I am taking my own life in my hands if I depend on a home made panel... thats the point, if I am worried for my life and need something, which is better than nothing, where could I look? I was inspired by reading the story of a HS student who was failing science before he designed a type of armor stronger than the armies current ceramic plates for the science fair. He is now making millions off the patents. Don't worry, promise not to test it on myself!!! 
eep:


----------



## Toffee (Mar 13, 2012)

I have no real input other than to say don't rely on it saving you, ever. There is a neighbor of my dad's that killed his best friend 'testing' a bulletproof vest. :shudder: Always look for chest high walls to hide behind.
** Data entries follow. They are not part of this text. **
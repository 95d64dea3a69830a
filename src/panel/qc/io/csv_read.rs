use std::fs::File;
use std::path::Path;

use tracing::{debug, instrument};

use crate::panel::qc::cell::RawCell;
use crate::panel::qc::error::Result;
use crate::panel::qc::io::excel_read::table_name;
use crate::panel::qc::model::RawTable;

const BOM: char = '\u{feff}';

/// Reads a CSV export as a raw table. Every cell arrives as text, blanks as
/// [`RawCell::Empty`].
#[instrument(level = "debug", skip_all, fields(path = %path.display()))]
pub fn read_table(path: &Path) -> Result<RawTable> {
    let file = File::open(path)?;
    let mut reader = csv::ReaderBuilder::new()
        .flexible(true)
        .trim(csv::Trim::All)
        .from_reader(file);

    let headers: Vec<String> = reader
        .headers()?
        .iter()
        .map(|header| header.trim_start_matches(BOM).to_string())
        .collect();

    let mut rows = Vec::new();
    for record in reader.records() {
        let record = record?;
        let cells = record
            .iter()
            .map(|value| {
                if value.is_empty() {
                    RawCell::Empty
                } else {
                    RawCell::Text(value.to_string())
                }
            })
            .collect();
        rows.push(cells);
    }
    debug!(columns = headers.len(), rows = rows.len(), "read CSV");

    Ok(RawTable::from_rows(table_name(path), &headers, rows))
}
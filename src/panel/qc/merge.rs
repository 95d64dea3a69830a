//! Left join of auxiliary tables onto the primary panel.

use std::collections::HashMap;
use std::collections::hash_map::Entry;

use tracing::{debug, info, instrument, warn};

use crate::panel::qc::model::schema::{MARKET_VALUE_EQUITY, SHARE_PRICE, SHARES_OUTSTANDING};
use crate::panel::qc::model::{FieldValue, FirmYearKey, FirmYearRecord, NormalizedTable};

/// Auxiliary records indexed by key, first occurrence winning.
#[derive(Debug)]
pub struct AuxIndex<'a> {
    pub name: &'a str,
    by_key: HashMap<&'a FirmYearKey, &'a FirmYearRecord>,
    pub duplicates: usize,
}

impl<'a> AuxIndex<'a> {
    pub fn build(table: &'a NormalizedTable) -> Self {
        let mut by_key = HashMap::with_capacity(table.records.len());
        let mut duplicates = 0;
        for record in &table.records {
            match by_key.entry(&record.key) {
                Entry::Vacant(slot) => {
                    slot.insert(record);
                }
                Entry::Occupied(_) => {
                    duplicates += 1;
                    debug!(table = %table.name, key = %record.key, "ignoring duplicate key");
                }
            }
        }
        if duplicates > 0 {
            warn!(table = %table.name, duplicates, "auxiliary table has duplicate keys");
        }
        Self {
            name: &table.name,
            by_key,
            duplicates,
        }
    }

    pub fn get(&self, key: &FirmYearKey) -> Option<&'a FirmYearRecord> {
        self.by_key.get(key).copied()
    }
}

/// Joins every auxiliary table onto `primary`.
///
/// The output holds exactly one record per primary record, in primary
/// order. A field the primary row already carries is never overwritten;
/// auxiliary values only fill fields the primary row lacks.
#[instrument(level = "info", skip_all, fields(primary = primary.len(), auxiliary = auxiliary.len()))]
pub fn merge_panel(
    primary: &[FirmYearRecord],
    auxiliary: &[NormalizedTable],
) -> Vec<FirmYearRecord> {
    let indexes: Vec<AuxIndex<'_>> = auxiliary.iter().map(AuxIndex::build).collect();

    let mut matched = vec![0usize; indexes.len()];
    let merged: Vec<FirmYearRecord> = primary
        .iter()
        .map(|record| {
            let mut merged = record.clone();
            for (position, index) in indexes.iter().enumerate() {
                if let Some(aux) = index.get(&record.key) {
                    matched[position] += 1;
                    for (field, value) in &aux.fields {
                        merged
                            .fields
                            .entry(field.clone())
                            .or_insert_with(|| value.clone());
                    }
                }
            }
            merged
        })
        .collect();

    for (index, hits) in indexes.iter().zip(&matched) {
        info!(table = index.name, matched = *hits, "joined auxiliary table");
    }
    merged
}

/// Fills a missing share price with market value / shares outstanding.
///
/// Returns true when a price was derived.
pub fn derive_share_price(record: &mut FirmYearRecord) -> bool {
    if record.has(SHARE_PRICE) {
        return false;
    }
    let (Some(market_value), Some(shares)) = (
        record.number(MARKET_VALUE_EQUITY),
        record.number(SHARES_OUTSTANDING),
    ) else {
        return false;
    };
    if shares == 0.0 {
        return false;
    }
    record.set(SHARE_PRICE, FieldValue::Float(market_value / shares));
    true
}
use std::collections::BTreeSet;

use crate::panel::qc::model::schema::{FISCAL_YEAR, TICKER, schema_columns};
use crate::panel::qc::model::{FieldValue, FirmYearRecord};

/// Longest sheet name Excel accepts.
const MAX_SHEET_NAME: usize = 31;

/// Default sheet name for an exported panel.
pub const PANEL_SHEET: &str = "firm_panel";

/// A typed cell headed for a CSV, XLSX or JSON writer.
#[derive(Debug, Clone, PartialEq)]
pub enum SheetCell {
    Blank,
    Number(f64),
    Text(String),
}

impl SheetCell {
    /// Plain text rendering used by the CSV writer.
    pub fn render(&self) -> String {
        match self {
            SheetCell::Blank => String::new(),
            SheetCell::Number(value) => value.to_string(),
            SheetCell::Text(value) => value.clone(),
        }
    }
}

impl From<Option<&FieldValue>> for SheetCell {
    fn from(value: Option<&FieldValue>) -> Self {
        match value {
            Some(FieldValue::Integer(value)) => SheetCell::Number(*value as f64),
            Some(FieldValue::Float(value)) => SheetCell::Number(*value),
            Some(FieldValue::Text(value)) => SheetCell::Text(value.clone()),
            None => SheetCell::Blank,
        }
    }
}

/// A table that will be materialised as a sheet or CSV file.
#[derive(Debug, Clone, PartialEq)]
pub struct SheetTable {
    pub sheet_name: String,
    pub columns: Vec<String>,
    pub rows: Vec<Vec<SheetCell>>,
}

/// Flattens records into a panel table sorted by ticker and fiscal year.
///
/// Schema columns come first in schema order, followed by any extra columns
/// the sources carried, alphabetically.
pub fn build_panel_table(records: &[FirmYearRecord]) -> SheetTable {
    let mut ordered: Vec<&FirmYearRecord> = records.iter().collect();
    ordered.sort_by(|lhs, rhs| lhs.key.cmp(&rhs.key));

    let schema: Vec<&str> = schema_columns().collect();
    let extras: BTreeSet<&str> = records
        .iter()
        .flat_map(|record| record.fields.keys().map(String::as_str))
        .filter(|field| !schema.contains(field))
        .collect();
    let fields: Vec<&str> = schema.iter().copied().chain(extras).collect();

    let mut columns = vec![TICKER.to_string(), FISCAL_YEAR.to_string()];
    columns.extend(fields.iter().map(|field| field.to_string()));

    let rows = ordered
        .into_iter()
        .map(|record| {
            let mut row = vec![
                SheetCell::Text(record.ticker().to_string()),
                SheetCell::Number(f64::from(record.fiscal_year())),
            ];
            row.extend(fields.iter().map(|field| SheetCell::from(record.get(field))));
            row
        })
        .collect();

    SheetTable {
        sheet_name: sanitize_sheet_name(PANEL_SHEET),
        columns,
        rows,
    }
}

/// Replaces characters Excel rejects in sheet names and truncates.
pub fn sanitize_sheet_name(raw: &str) -> String {
    let invalid = [':', '\\', '/', '?', '*', '[', ']', '\'', '"'];
    let mut name: String = raw
        .chars()
        .map(|c| if invalid.contains(&c) { '_' } else { c })
        .collect();
    if name.trim().is_empty() {
        name = "Sheet".to_string();
    }
    if name.chars().count() > MAX_SHEET_NAME {
        name = name.chars().take(MAX_SHEET_NAME).collect();
    }
    name
}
According to vidja games, they are everywhere during firefights.


----------



## Sentry18 (Aug 5, 2012)

This may help some or maybe not. But I bookmarked it at some point so it must be worth the read.

http://thehomegunsmith.com/pdf/Poor_Mans_Bullet_Proof_Vest.pdf


----------



## AKPrepper (Mar 18, 2011)

Padre said:


> So I have a little body armor, but I would like ideally to have something that I could use for every family member carrying a rifle. Problem is that the cost benefit ratio isn't there yet for me. I would do anything to protect my family BUT for the cost of armor I can buy a lot of other prepps that I estimate will do a lot more to keep them safe.
> 
> I am planning to buy a couple panels of DKX's new armor (dkxarmor.com) recently reviewed by TNP, but I am also looking for other options.
> 
> ...


I don't know what your budget is, but you may want to look at AR500 Armor. The plates are reasonably priced and they are now including an anti-spalling coating on them. I don't recall the price, but if my memory serves me correctly, I think the front and back plates were about $60-70 each and I forget how much the side plates were. Do they work? Yep. AR500 steel is the same steel many targets are made of so you know they will take multiple hits....unlike the more expensive ceramic plates. I'm looking forward to mine coming in, but hope I never have to find out how well they work!!


----------



## 101airborne (Jan 29, 2010)

AKPrepper said:


> I don't know what your budget is, but you may want to look at AR500 Armor. The plates are reasonably priced and they are now including an anti-spalling coating on them. I don't recall the price, but if my memory serves me correctly, I think the front and back plates were about $60-70 each and I forget how much the side plates were. Do they work? Yep. AR500 steel is the same steel many targets are made of so you know they will take multiple hits....unlike the more expensive ceramic plates. I'm looking forward to mine coming in, but hope I never have to find out how well they work!!


AK do you have a link to this armor? I'd like to check it out. Thanks


----------



## Sentry18 (Aug 5, 2012)

http://www.ar500armor.com/index.php...egory_id=165&gclid=CMiA8OytrbYCFeZFMgodaFsAGA


----------



## AKPrepper (Mar 18, 2011)

Thaks Sentry!


----------



## Cabowabo (Nov 6, 2012)

AKPrepper said:


> I don't know what your budget is, but you may want to look at AR500 Armor. The plates are reasonably priced and they are now including an anti-spalling coating on them. I don't recall the price, but if my memory serves me correctly, I think the front and back plates were about $60-70 each and I forget how much the side plates were. Do they work? Yep. AR500 steel is the same steel many targets are made of so you know they will take multiple hits....unlike the more expensive ceramic plates. I'm looking forward to mine coming in, but hope I never have to find out how well they work!!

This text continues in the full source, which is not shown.